Jim
Bramlett
(31 Oct 2008)
"Obama's "change""
Dear friends:
I had just about decided to shut up about the election but
then this morning found the below excellent commentary on the "change" to our
nation that Obama is planning for us. It seemed too good to let pass.
Enjoy.
Jim
______________________________________
Obama
promises change, all right -- radical at its best
Lynn Forester de
Rothschild
Lynn Forester de Rothschild is president and CEO of E.L.
Rothschild Limited, a private investment company in New York City. She is a
member of numerous boards including The Economist, Estee Lauder and American
Fund for the Tate Gallery.
October 30, 2008
When Barack
Obama announced that he was running for president, he was clear that, if
elected, he planned "not just to hold an office, but to gather with you to
transform a nation."
Twenty months after that statement in Springfield,
Ill., we have a much clearer view of what he means by "change we can believe
in." In a campaign of soaring generalizations on mostly centrist themes, Obama
has described the details of the transformation with almost surgical precision.
What he offers may be, in substance and in spirit, a radical departure from the
principles of the America Dream that have defined our nation during the past two
centuries.
In the guise of a "middle-class tax cut," Obama is adding a
tax in order to create a new welfare program that will add to the annual $400
billion that we currently spend on our welfare system. According to the Tax
Policy Center, each year Obama will take $70 billion from the 2 percent of small
businesses and individuals who create more than 16 million jobs and will send
checks for almost $100 billion to more than 40 percent, or approximately 60
million Americans, who pay no taxes at all.

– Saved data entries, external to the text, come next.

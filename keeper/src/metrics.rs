//! # Prometheus Metrics
//!
//! Exposes operational metrics for the keeper daemon. Scraped by Prometheus
//! at the `/metrics` endpoint on the read API listener.
//!
//! All metrics are registered in a dedicated [`prometheus::Registry`] under
//! the `cairn` namespace so they do not collide with any default global
//! registry consumers.

use axum::http::StatusCode;
use axum::response::IntoResponse;
use cairn_gateways::{Engine, EngineStatus, VaultOverview};
use prometheus::{Encoder, Histogram, HistogramOpts, IntCounter, IntGauge, Registry, TextEncoder};
use std::sync::Arc;

/// Holds all Prometheus metric handles for the keeper.
///
/// Clone-friendly (wraps `Arc` internally via prometheus handles) so it can
/// be shared across request handlers and background tasks.
#[derive(Clone)]
pub struct KeeperMetrics {
    /// Prometheus registry that owns all metrics below.
    registry: Registry,
    /// Total number of batches opened by the batch-cycle loop.
    pub batches_opened_total: IntCounter,
    /// Total number of batches closed by the batch-cycle loop.
    pub batches_closed_total: IntCounter,
    /// Total number of batches settled through executed proposals.
    pub batches_settled_total: IntCounter,
    /// Total number of settlement proposals submitted.
    pub proposals_submitted_total: IntCounter,
    /// Total number of settlement proposals executed.
    pub proposals_executed_total: IntCounter,
    /// Total number of settlement proposals cancelled.
    pub proposals_cancelled_total: IntCounter,
    /// Total number of institutional mints driven by this keeper.
    pub mints_total: IntCounter,
    /// Total number of redeem requests driven by this keeper.
    pub redeems_total: IntCounter,
    /// Total number of settled requests claimed by this keeper.
    pub claims_total: IntCounter,
    /// Number of settlement proposals currently awaiting execution.
    pub open_proposals: IntGauge,
    /// Sum of unsettled custody deposits across all vaults (token units).
    pub virtual_deposited: IntGauge,
    /// Sum of unsettled withdrawal requests across all vaults (token units).
    pub virtual_requested: IntGauge,
    /// Histogram of settlement execution latency in seconds.
    pub settlement_duration_seconds: Histogram,
}

impl KeeperMetrics {
    /// Creates and registers all metrics. Call once at startup.
    pub fn new() -> Self {
        let registry = Registry::new_custom(Some("cairn".into()), None)
            .expect("failed to create prometheus registry");

        let batches_opened_total = IntCounter::new(
            "batches_opened_total",
            "Total number of batches opened by the batch-cycle loop",
        )
        .expect("metric creation");
        registry
            .register(Box::new(batches_opened_total.clone()))
            .expect("metric registration");

        let batches_closed_total = IntCounter::new(
            "batches_closed_total",
            "Total number of batches closed by the batch-cycle loop",
        )
        .expect("metric creation");
        registry
            .register(Box::new(batches_closed_total.clone()))
            .expect("metric registration");

        let batches_settled_total = IntCounter::new(
            "batches_settled_total",
            "Total number of batches settled through executed proposals",
        )
        .expect("metric creation");
        registry
            .register(Box::new(batches_settled_total.clone()))
            .expect("metric registration");

        let proposals_submitted_total = IntCounter::new(
            "proposals_submitted_total",
            "Total number of settlement proposals submitted",
        )
        .expect("metric creation");
        registry
            .register(Box::new(proposals_submitted_total.clone()))
            .expect("metric registration");

        let proposals_executed_total = IntCounter::new(
            "proposals_executed_total",
            "Total number of settlement proposals executed",
        )
        .expect("metric creation");
        registry
            .register(Box::new(proposals_executed_total.clone()))
            .expect("metric registration");

        let proposals_cancelled_total = IntCounter::new(
            "proposals_cancelled_total",
            "Total number of settlement proposals cancelled",
        )
        .expect("metric creation");
        registry
            .register(Box::new(proposals_cancelled_total.clone()))
            .expect("metric registration");

        let mints_total = IntCounter::new(
            "mints_total",
            "Total number of institutional mints driven by this keeper",
        )
        .expect("metric creation");
        registry
            .register(Box::new(mints_total.clone()))
            .expect("metric registration");

        let redeems_total = IntCounter::new(
            "redeems_total",
            "Total number of redeem requests driven by this keeper",
        )
        .expect("metric creation");
        registry
            .register(Box::new(redeems_total.clone()))
            .expect("metric registration");

        let claims_total = IntCounter::new(
            "claims_total",
            "Total number of settled requests claimed by this keeper",
        )
        .expect("metric creation");
        registry
            .register(Box::new(claims_total.clone()))
            .expect("metric registration");

        let open_proposals = IntGauge::new(
            "open_proposals",
            "Number of settlement proposals currently awaiting execution",
        )
        .expect("metric creation");
        registry
            .register(Box::new(open_proposals.clone()))
            .expect("metric registration");

        let virtual_deposited = IntGauge::new(
            "virtual_deposited",
            "Sum of unsettled custody deposits across all vaults in token units",
        )
        .expect("metric creation");
        registry
            .register(Box::new(virtual_deposited.clone()))
            .expect("metric registration");

        let virtual_requested = IntGauge::new(
            "virtual_requested",
            "Sum of unsettled withdrawal requests across all vaults in token units",
        )
        .expect("metric creation");
        registry
            .register(Box::new(virtual_requested.clone()))
            .expect("metric registration");

        let settlement_duration_seconds = Histogram::with_opts(
            HistogramOpts::new(
                "settlement_duration_seconds",
                "End-to-end settlement execution latency in seconds",
            )
            .buckets(vec![
                0.001, 0.005, 0.01, 0.025, 0.05, 0.1, 0.25, 0.5, 1.0, 2.5, 5.0,
            ]),
        )
        .expect("metric creation");
        registry
            .register(Box::new(settlement_duration_seconds.clone()))
            .expect("metric registration");

        Self {
            registry,
            batches_opened_total,
            batches_closed_total,
            batches_settled_total,
            proposals_submitted_total,
            proposals_executed_total,
            proposals_cancelled_total,
            mints_total,
            redeems_total,
            claims_total,
            open_proposals,
            virtual_deposited,
            virtual_requested,
            settlement_duration_seconds,
        }
    }

    /// Refreshes the point-in-time gauges from an engine snapshot.
    ///
    /// Called by the settlement loop after each pass so scrapes between
    /// passes see the book as of the last crank.
    pub fn refresh_book(&self, status: &EngineStatus, overviews: &[VaultOverview]) {
        self.open_proposals.set(status.open_proposals as i64);
        let deposited: u64 = overviews.iter().map(|v| v.deposited).sum();
        let requested: u64 = overviews.iter().map(|v| v.requested).sum();
        self.virtual_deposited.set(deposited as i64);
        self.virtual_requested.set(requested as i64);
    }

    /// Convenience wrapper over [`KeeperMetrics::refresh_book`] that reads
    /// the snapshot from a live engine.
    pub fn refresh_from(&self, engine: &Engine) {
        let status = engine.status();
        let overviews = engine.vault_overviews();
        self.refresh_book(&status, &overviews);
    }

    /// Encodes all registered metrics into the Prometheus text exposition format.
    pub fn encode(&self) -> Result<String, prometheus::Error> {
        let encoder = TextEncoder::new();
        let metric_families = self.registry.gather();
        let mut buffer = Vec::new();
        encoder.encode(&metric_families, &mut buffer)?;
        Ok(String::from_utf8(buffer).expect("prometheus output is valid utf-8"))
    }
}

impl Default for KeeperMetrics {
    fn default() -> Self {
        Self::new()
    }
}

/// Shared metrics state passed to axum handlers via state extraction.
pub type SharedMetrics = Arc<KeeperMetrics>;

/// Axum handler that renders `/metrics` in Prometheus text format.
///
/// Returns HTTP 500 if encoding fails (should never happen in practice).
pub async fn metrics_handler(
    axum::extract::State(metrics): axum::extract::State<SharedMetrics>,
) -> impl IntoResponse {
    match metrics.encode() {
        Ok(body) => (
            StatusCode::OK,
            [("content-type", "text/plain; version=0.0.4; charset=utf-8")],
            body,
        )
            .into_response(),
        Err(e) => {
            tracing::error!("failed to encode metrics: {}", e);
            (StatusCode::INTERNAL_SERVER_ERROR, "metrics encoding failed").into_response()
        }
    }
}

#[cfg(test)]
mod tests {
    use super::*;

    #[test]
    fn encode_carries_the_cairn_namespace() {
        let metrics = KeeperMetrics::new();
        metrics.batches_opened_total.inc();
        metrics.open_proposals.set(3);
        metrics.settlement_duration_seconds.observe(0.02);

        let body = metrics.encode().expect("encode");
        assert!(body.contains("cairn_batches_opened_total 1"));
        assert!(body.contains("cairn_open_proposals 3"));
        assert!(body.contains("cairn_settlement_duration_seconds_bucket"));
    }
}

Cleverly, Obama has called
his transfer a "refundable tax credit" instead of "income redistribution."
Indeed, to label as a "refund" a payment that the recipient has never funded is
wordsmithing on steroids.
When Bill
Clinton turned "welfare" into "workfare" in 1996 and created 22 million jobs
for Americans, he said, "We are taking a historic chance to make welfare what it
was meant to be -- a second chance, not a way of life." At the time, then-state
Sen. Obama called this highly successful policy "disturbing." Now, if elected
president, he will re-create a failed welfare system while calling it "tax
reform."
The fundamental problem with Obama's stealth economics is that
his dogma will not make America stronger or fairer. Today, the top 1 percent of
earners contributes 40 percent of the nation's $2.6 trillion tax intake, and the
bottom 50 percent pay 2.9 percent of our nation's total needs. It has been shown
that reductions in tax rates increase tax revenues because private enterprise
strengthens the economy, which in turn creates a larger tax base. For example,
in 2003 the richest Americans paid $136 billion in taxes, and after the Bush tax
cut in 2006, they paid $274 billion.
In his book, The Audacity of Hope,
Obama stated that "eking out a bare Democratic majority isn't good enough."
Indeed, if the pollsters are correct and the Democrats win overwhelming
majorities in the House and the Senate, Obama, if elected, would easily
implement both his promises for $307 billion of new federal spending per year
and his punitive tax policies. The truth is that with the level of spending in
the Obama plan, either taxpayers between $40,000 and $250,000 per year will have
to fund the massive costs for the new programs he is promising, or the promises
will be abandoned.
Perhaps more sinister is Obama's reconfiguration of
the American Dream. My father made an inflation-adjusted income of about $50,000
per year. He never took a handout, but he worked two jobs. He taught us that if
we worked hard and played by the rules, there was no limit to what we could
become in America. Now, Obama is changing that compact with America. In Obama's
America, there is a ceiling to the American Dream. He decides the level at which
our money becomes the government's money.
There is a reason why
immigrants fly to America to achieve their dreams. Now, in the guise of a
"middle-class tax cut," Obama is threatening that dream. If he succeeds, Obama
will bring the kind of radical transformation that this country does not need
and never has. And the country will be in for a shock.